About this task — Only lines containing the string "when" belong in the answer; find them in the records and copy them.

Stored data —
-*-

//! Screen state machine.
//!
//! `Splash -> {Welcome | Shell}`, `Welcome <-> Auth`, and inside the shell
//! every screen is reached from the dashboard and returns to it with
//! [`ViewController::back`].  Logout goes back to `Welcome`.
//!
//! Every navigation bumps a generation counter.  Async work started on one
//! screen captures a [`Ticket`]; its result is applied through one of the
//! `apply_*` methods, which drop it when the ticket is stale.

use tracing::debug;

use campus_shared::types::{ChannelId, Role};
use campus_store::{Channel, NewContent, User};

use crate::commands::auth::{self, Registration};
use crate::commands::{channels, subscription};
use crate::error::CommandError;
use crate::state::{lock, SharedState};

#[derive(Debug, Clone, Copy, PartialEq, Eq)]
pub enum AuthMode {
    Login,
    Register,
}

/// Which dashboard the shell shows, decided by the session role.
#[derive(Debug, Clone, Copy, PartialEq, Eq)]
pub enum DashboardVariant {
    Professor,
    Student,
}

impl From<Role> for DashboardVariant {
    fn from(role: Role) -> Self {
        match role {
            Role::Professor => Self::Professor,
            Role::Student => Self::Student,
        }
    }
}

#[derive(Debug, Clone, PartialEq, Eq)]
pub enum ChannelAccess {
    Granted(Channel),
    /// The channel exists but the user is neither its owner nor subscribed.
    Denied(Channel),
}

impl ChannelAccess {
    fn resolve(channel: Channel, user: &User) -> Self {
        if channel.can_access(user) {
            Self::Granted(channel)
        } else {
            Self::Denied(channel)
        }
    }

    pub fn channel(&self) -> &Channel {
        match self {
            Self::Granted(c) | Self::Denied(c) => c,
        }
    }

    pub fn is_granted(&self) -> bool {
        matches!(self, Self::Granted(_))
    }
}

#[derive(Debug, Clone, PartialEq, Eq)]
pub enum ShellScreen {
    Dashboard,
    ChannelDetail(ChannelAccess),
    ProfileSettings,
    PrivateChats,
    Assistant,
}

#[derive(Debug, Clone, PartialEq, Eq)]
pub enum View {
    Splash,
    Welcome,
    Auth(AuthMode),
    Shell { user: User, screen: ShellScreen },
}

/// Generation captured when async work starts.
#[derive(Debug, Clone, Copy, PartialEq, Eq)]
pub struct Ticket(u64);

pub struct ViewController {
    state: SharedState,
    view: View,
    generation: u64,
}

impl ViewController {
    pub fn new(state: SharedState) -> Self {
        Self {
            state,
            view: View::Splash,
            generation: 0,
        }
    }

    pub fn view(&self) -> &View {
        &self.view
    }

    pub fn state(&self) -> &SharedState {
        &self.state
    }

    pub fn user(&self) -> Option<&User> {
        match &self.view {
            View::Shell { user, .. } => Some(user),
            _ => None,
        }
    }

    pub fn dashboard_variant(&self) -> Option<DashboardVariant> {
        self.user().map(|u| u.role.into())
    }

    pub fn ticket(&self) -> Ticket {
        Ticket(self.generation)
    }

    fn is_current(&self, ticket: Ticket) -> bool {
        if ticket.0 == self.generation {
            true
        } else {
            debug!(stale = ticket.0, current = self.generation, "Discarding stale result");
            false
        }
    }

    fn navigate(&mut self, view: View) {
        self.generation += 1;
        self.view = view;
    }

    fn set_screen(&mut self, screen: ShellScreen) -> bool {
        let View::Shell { user, .. } = &self.view else {
            return false;
        };
        let user = user.clone();
        self.navigate(View::Shell { user, screen });
        true
    }

    fn require_user(&self) -> Result<User, CommandError> {
        self.user()
            .cloned()
            .ok_or_else(|| CommandError::AccessDenied("not logged in".into()))
    }

    // ----- Splash / unauthenticated -----

    /// Hold the splash for the configured duration, then restore the session.
    pub async fn boot(&mut self) -> Result<(), CommandError> {
        if self.view != View::Splash {
            return Ok(());
        }
        let ticket = self.ticket();
        let splash = lock(&self.state)?.config.splash;
        tokio::time::sleep(splash).await;
        let session = auth::current_user(&self.state)?;
        self.apply_boot(ticket, session);
        Ok(())
    }

    pub fn apply_boot(&mut self, ticket: Ticket, session: Option<User>) {
        if !self.is_current(ticket) {
            return;
        }
        match session {
            Some(user) => self.navigate(View::Shell {
                user,
                screen: ShellScreen::Dashboard,
            }),
            None => self.navigate(View::Welcome),
        }
    }

    pub fn show_login(&mut self) -> bool {
        self.show_auth(AuthMode::Login)
    }

    pub fn show_register(&mut self) -> bool {
        self.show_auth(AuthMode::Register)
    }

    fn show_auth(&mut self, mode: AuthMode) -> bool {
        match self.view {
            View::Welcome | View::Auth(_) => {
                self.navigate(View::Auth(mode));
                true
            }
            _ => false,
        }
    }

    pub async fn submit_login(&mut self, email: &str, role: Role) -> Result<(), CommandError> {
        let ticket = self.ticket();
        let result = auth::login(&self.state, email, role).await;
        self.apply_session(ticket, result)
    }

    pub async fn submit_register(&mut self, form: Registration) -> Result<(), CommandError> {
        let ticket = self.ticket();
        let result = auth::register(&self.state, form).await;
        self.apply_session(ticket, result)
    }

    pub async fn demo_login(&mut self, role: Role) -> Result<(), CommandError> {
        let ticket = self.ticket();
        let result = auth::demo_login(&self.state, role).await;
        self.apply_session(ticket, result)
    }

    /// Enter the shell with a freshly authenticated user.  Errors are
    /// returned for inline display and leave the view unchanged.
    ///
    /// A result on a stale ticket is dropped, error or not.
    pub fn apply_session(&mut self, ticket: Ticket, result: Result<User, CommandError>) -> Result<(), CommandError> {
        if !self.is_current(ticket) {
            return Ok(());
        }
        self.navigate(View::Shell {
            user: result?,
            screen: ShellScreen::Dashboard,
        });
        Ok(())
    }

    // ----- Shell -----

    /// Open a channel, guarded by owner-or-subscriber access.
    pub fn open_channel(&mut self, channel_id: &ChannelId) -> Result<bool, CommandError> {
        let user = self.require_user()?;
        let channel = channels::get_channel(&self.state, channel_id)?;
        let access = ChannelAccess::resolve(channel, &user);
        let granted = access.is_granted();
        self.set_screen(ShellScreen::ChannelDetail(access));
        Ok(granted)
    }

    pub fn open_profile_settings(&mut self) -> bool {
        self.set_screen(ShellScreen::ProfileSettings)
    }

    pub fn open_private_chats(&mut self) -> bool {
        self.set_screen(ShellScreen::PrivateChats)
    }

    pub fn open_assistant(&mut self) -> bool {
        self.set_screen(ShellScreen::Assistant)
    }

    /// Return to the dashboard, or to the welcome screen from login/register.
    pub fn back(&mut self) -> bool {
        match &self.view {
            View::Auth(_) => {
                self.navigate(View::Welcome);
                true
            }
            View::Shell { screen, .. } if *screen != ShellScreen::Dashboard => {
                self.set_screen(ShellScreen::Dashboard)
            }
            _ => false,
        }
    }

    pub async fn logout(&mut self) -> Result<(), CommandError> {
        auth::logout(&self.state).await?;
        self.navigate(View::Welcome);
        Ok(())
    }

    /// Subscribe the session student to `channel_id`.
    pub async fn subscribe(&mut self, channel_id: &ChannelId) -> Result<(), CommandError> {
        let user = self.require_user()?;
        if !user.is_student() {
            return Err(CommandError::AccessDenied("only students subscribe".into()));
        }
        let ticket = self.ticket();
        let result = subscription::subscribe(&self.state, channel_id, &user.id).await;
        self.apply_channel(ticket, result)
    }

    /// Post to the open channel.
    pub async fn send_channel_message(&mut self, text: &str) -> Result<(), CommandError> {
        let (user, channel_id) = self.open_channel_context()?;
        let ticket = self.ticket();
        let result = channels::send_channel_message(&self.state, &channel_id, &user, text).await;
        self.apply_channel(ticket, result)
    }

    /// Publish into the open channel.
    pub async fn publish_content(&mut self, content: NewContent) -> Result<(), CommandError> {
        let (user, channel_id) = self.open_channel_context()?;
        let ticket = self.ticket();
        let result = channels::publish_content(&self.state, &channel_id, &user, content).await;
        self.apply_channel(ticket, result)
    }

    fn open_channel_context(&self) -> Result<(User, ChannelId), CommandError> {
        match &self.view {
            View::Shell {
                user,
                screen: ShellScreen::ChannelDetail(access),
            } => Ok((user.clone(), access.channel().id.clone())),
            _ => Err(CommandError::InvalidInput("No channel is open".into())),
        }
    }

    /// Re-render after a channel mutation.  The session user is re-read
    /// first since the mutation may have changed stars or balance.
    pub fn apply_channel(&mut self, ticket: Ticket, result: Result<Channel, CommandError>) -> Result<(), CommandError> {
        if !self.is_current(ticket) {
            return Ok(());
        }
        let channel = result?;
        self.refresh_session()?;
        if let View::Shell { user, screen } = &mut self.view {
            if let ShellScreen::ChannelDetail(access) = screen {
                if access.channel().id == channel.id {
                    *access = ChannelAccess::resolve(channel, user);
                }
            }
        }
        Ok(())
    }

    /// Pick up session changes made by commands without navigating.
    pub fn refresh_session(&mut self) -> Result<(), CommandError> {
        let session = auth::current_user(&self.state)?;
        let View::Shell { user, .. } = &mut self.view else {
            return Ok(());
        };
        match session {
            Some(fresh) if fresh.id == user.id => *user = fresh,
            _ => self.navigate(View::Welcome),
        }
        Ok(())
    }
}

-*-

Finished task —
//! `apply_*` methods, which drop it when the ticket is stale.
/// Generation captured when async work starts.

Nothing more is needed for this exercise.